Post-implementation modifications

When the user requests changes to already-written scenarios (e.g. convert to Scenario Outline, add an assertion, merge steps, rename, restructure), the validation requirement still applies:

  1. Apply the requested edits to the .feature file.
  2. Re-run the tests immediately — even if the change looks trivial. Edits that restructure step text, add new Then assertions, or reorganize tables frequently introduce subtle syntax mismatches that only the test runner can catch.
  3. If undefined-step errors appear, fix them before responding to the user.

This loop (edit → run → fix) applies to every modification, not just the initial implementation. Never skip the test run, even if the user is asking for a "small" change.

Running a single feature from the CLI: When you need to target one specific feature file or scenario line, use cucumber.features as the selector — not -Dtest=... or cucumber.filter.name. Read references/cli-execution.md for the full details, because cucumber.features triggers standalone Cucumber execution that bypasses the runner's @ConfigurationParameter annotations.

Success Criteria

  • At least one existing test was run and confirmed operational before new scenarios were written.
  • The plan was presented to the user and approved before any .feature file was written.
  • Generated scenarios cover 100% of the functional behaviors the user explicitly requested.
  • All step text comes from real Tzatziki step definitions (no invented steps). In particular, no natural-language synonyms were substituted where the step regex expects a specific keyword or an empty string (see Principle 1).
  • Tests were run after every .feature edit (initial implementation and subsequent modifications) and the output contains zero "undefined step" errors. This is the definitive validation — if the test output says "step(s) are undefined", the task is not done. The agent must never declare implementation complete or present a summary without first running the tests in the same turn.
  • Any required runner or Spring bootstrap files are in place.
  • Tests are discovered and executed with the correct build tool command.
  • Edge-case scenarios were identified, presented to the user, and included only if approved.
  • Any remaining failures are functional assertions, not technical setup problems.

Reference Files

Read these when needed — they contain templates and detailed guidance that would clutter the main workflow:

Per-Module Step References (read based on detected dependencies)

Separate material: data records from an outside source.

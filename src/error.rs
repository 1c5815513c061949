//! Error types for the `oracle-feed-rs` crate.
//!
//! All fallible operations in this crate return [`Result<T>`], which is an
//! alias for `std::result::Result<T, FeedError>`.
//!
//! [`FeedError`] covers:
//! - **Transport errors**: WebSocket handshake, I/O and protocol failures
//! - **Protocol errors**: Malformed JSON frames, JSON-RPC error responses,
//!   undecodable price payloads
//! - **Lifecycle errors**: Not connected, aborted connects, exhausted
//!   reconnect budget, cancelled or timed-out subscriptions
//! - **Configuration errors**: Malformed URLs and invalid arguments
//!
//! The error is `Clone` so that a single in-flight connection attempt can
//! report the same outcome to every caller waiting on it. Foreign source
//! errors are therefore held behind an [`Arc`].

use std::sync::Arc;

/// All possible errors produced by the `oracle-feed-rs` client.
#[derive(Debug, Clone, thiserror::Error)]
pub enum FeedError {
    /// A WebSocket-level error.
    #[error("WebSocket error: {0}")]
    WebSocket(#[source] Arc<tokio_tungstenite::tungstenite::Error>),

    /// Failed to serialize a request or deserialize a frame / config.
    #[error("JSON error: {0}")]
    Json(#[source] Arc<serde_json::Error>),

    /// Reading a configuration file failed.
    #[error("I/O error: {0}")]
    Io(#[source] Arc<std::io::Error>),

    /// An error building or parsing a URL.
    #[error("URL error: {0}")]
    Url(#[from] url::ParseError),

    /// The server answered a request with a JSON-RPC error object.
    #[error("RPC error {code}: {message}")]
    Rpc {
        /// JSON-RPC error code.
        code: i64,
        /// Server-provided message.
        message: String,
    },

    /// A price payload or acknowledgment could not be decoded.
    #[error("decode error: {0}")]
    Decode(String),

    /// The operation needs an open socket and there is none.
    #[error("not connected")]
    NotConnected,

    /// A connection attempt completed after `disconnect()` and was discarded.
    #[error("connection attempt aborted by disconnect")]
    ConnectionAborted,

    /// Automatic reconnection gave up.
    #[error("reconnect attempts exhausted after {0} tries")]
    ReconnectExhausted(u32),

    /// A pending subscribe was superseded or torn down before its
    /// acknowledgment arrived.
    #[error("subscription for {0} was cancelled before acknowledgment")]
    SubscriptionCancelled(String),

    /// No acknowledgment arrived within the configured subscribe timeout.
    #[error("subscription for {address} not acknowledged within {timeout_ms} ms")]
    SubscribeTimeout {
        /// Resource address that was being subscribed.
        address: String,
        /// The timeout that elapsed.
        timeout_ms: u64,
    },

    /// The caller provided an invalid argument.
    #[error("Invalid argument: {0}")]
    InvalidArgument(String),
}

impl From<tokio_tungstenite::tungstenite::Error> for FeedError {
    fn from(err: tokio_tungstenite::tungstenite::Error) -> Self {
        Self::WebSocket(Arc::new(err))
    }
}

impl From<serde_json::Error> for FeedError {
    fn from(err: serde_json::Error) -> Self {
        Self::Json(Arc::new(err))
    }
}

impl From<std::io::Error> for FeedError {
    fn from(err: std::io::Error) -> Self {
        Self::Io(Arc::new(err))
    }
}

/// Convenience alias used throughout the crate.
pub type Result<T> = std::result::Result<T, FeedError>;
//! Rate-limited delivery of a bursty stream of values.
//!
//! An [`UpdateThrottle`] forwards at most one value per interval to its
//! consumer. A value that arrives once the interval since the last
//! immediate delivery has elapsed is delivered on the spot. A value that
//! arrives earlier replaces any deferred delivery already scheduled and is
//! itself scheduled for the end of the window, so only the newest value of
//! a burst survives. Nothing is queued.
//!
//! The window starts when the throttle is created. Deferred flushes do not
//! move it; only immediate deliveries do.
//!
//! Deferred deliveries run on a Tokio task, so [`UpdateThrottle::push`] must
//! be called from within a runtime.

use std::sync::{Arc, Mutex, PoisonError};
use std::time::Duration;

use tokio::task::JoinHandle;
use tokio::time::Instant;

use crate::ws::handlers::invoke_guarded;

type Deliver<T> = Arc<dyn Fn(T) + Send + Sync>;

struct ThrottleState {
    last_delivered: Instant,
    pending: Option<JoinHandle<()>>,
    /// Bumped by every `push` and `cancel`. A deferred task only delivers
    /// while its captured value is still current.
    seq: u64,
}

impl ThrottleState {
    /// Drop the scheduled task and invalidate any task already running.
    fn supersede(&mut self) -> u64 {
        self.seq += 1;
        if let Some(pending) = self.pending.take() {
            pending.abort();
        }
        self.seq
    }

    /// Called by a woken deferred task; `true` when it may deliver.
    fn claim(&mut self, seq: u64) -> bool {
        if self.seq != seq {
            return false;
        }
        self.pending = None;
        true
    }
}

/// Coalescing rate limiter in front of a consumer callback.
///
/// Cloning yields another handle to the same throttle.
pub struct UpdateThrottle<T> {
    interval: Duration,
    deliver: Deliver<T>,
    state: Arc<Mutex<ThrottleState>>,
}

impl<T> Clone for UpdateThrottle<T> {
    fn clone(&self) -> Self {
        Self {
            interval: self.interval,
            deliver: self.deliver.clone(),
            state: self.state.clone(),
        }
    }
}

impl<T> std::fmt::Debug for UpdateThrottle<T> {
    fn fmt(&self, f: &mut std::fmt::Formatter<'_>) -> std::fmt::Result {
        f.debug_struct("UpdateThrottle")
            .field("interval", &self.interval)
            .field("has_pending", &self.has_pending())
            .finish()
    }
}

impl<T: Send + 'static> UpdateThrottle<T> {
    /// Create a throttle that calls `deliver` at most once per `interval`.
    pub fn new(interval: Duration, deliver: impl Fn(T) + Send + Sync + 'static) -> Self {
        Self {
            interval,
            deliver: Arc::new(deliver),
            state: Arc::new(Mutex::new(ThrottleState {
                last_delivered: Instant::now(),
                pending: None,
                seq: 0,
            })),
        }
    }

    /// Offer a value.
    pub fn push(&self, value: T) {
        let now = Instant::now();
        let mut state = self.lock();
        let seq = state.supersede();

        let elapsed = now.saturating_duration_since(state.last_delivered);
        if elapsed >= self.interval {
            state.last_delivered = now;
            drop(state);
            let deliver = self.deliver.clone();
            invoke_guarded("throttle", move || deliver(value));
            return;
        }

        let wait = self.interval - elapsed;
        let deliver = self.deliver.clone();
        let shared = self.state.clone();
        state.pending = Some(tokio::spawn(async move {
            tokio::time::sleep(wait).await;
            let current = shared
                .lock()
                .unwrap_or_else(PoisonError::into_inner)
                .claim(seq);
            if current {
                invoke_guarded("throttle", move || deliver(value));
            }
        }));
    }
}

impl<T> UpdateThrottle<T> {
    /// Drop any deferred delivery.
    pub fn cancel(&self) {
        self.lock().supersede();
    }

    /// Whether a deferred delivery is scheduled.
    pub fn has_pending(&self) -> bool {
        self.lock()
            .pending
            .as_ref()
            .is_some_and(|p| !p.is_finished())
    }

    pub fn interval(&self) -> Duration {
        self.interval
    }

    fn lock(&self) -> std::sync::MutexGuard<'_, ThrottleState> {
        self.state.lock().unwrap_or_else(PoisonError::into_inner)
    }
}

  • references/steps-core.md — ObjectSteps: variables, assertions, data manipulation, type conversions. Always read this — core steps are used in every Tzatziki project.
  • references/steps-http.md — HttpSteps: HTTP mocking, request/response assertions, REST API testing. Read when the project uses tzatziki-http.
  • references/steps-spring.md — SpringSteps: Spring context, properties, bean manipulation. Read when the project uses tzatziki-spring.
  • references/steps-spring-jpa.md — SpringJPASteps: JPA entity management, database fixtures, persistence assertions. Read when the project uses tzatziki-spring-jpa.
  • references/steps-spring-kafka.md — KafkaSteps: Kafka topic management, message producing/consuming, async assertions. Read when the project uses tzatziki-spring-kafka.
  • references/steps-spring-mongodb.md — SpringMongoSteps: MongoDB collection management, document fixtures, query asse/rtions. Read when the project uses tzatziki-spring-mongodb.
  • references/steps-opensearch.md — OpenSearchSteps: index management, document indexing, search assertions. Read when the project uses tzatziki-opensearch.
  • references/steps-logback.md — LoggerSteps: log assertion, log level management. Read when the project uses tzatziki-logback.
  • references/steps-mcp.md — McpSteps: MCP server testing, tool invocation, AI integration. Read when the project uses tzatziki-test-mcp.

Other References

  • references/bootstrap-templates.md — JUnit 5 runner and Spring @CucumberContextConfiguration templates. Read when you need to create a new runner or Spring bootstrap class.
  • references/cli-execution.md — How to run a single feature or scenario from the CLI using cucumber.features, including the Maven/Gradle property-mirroring mechanism. Read when you need to target a specific .feature file instead of running the full suite.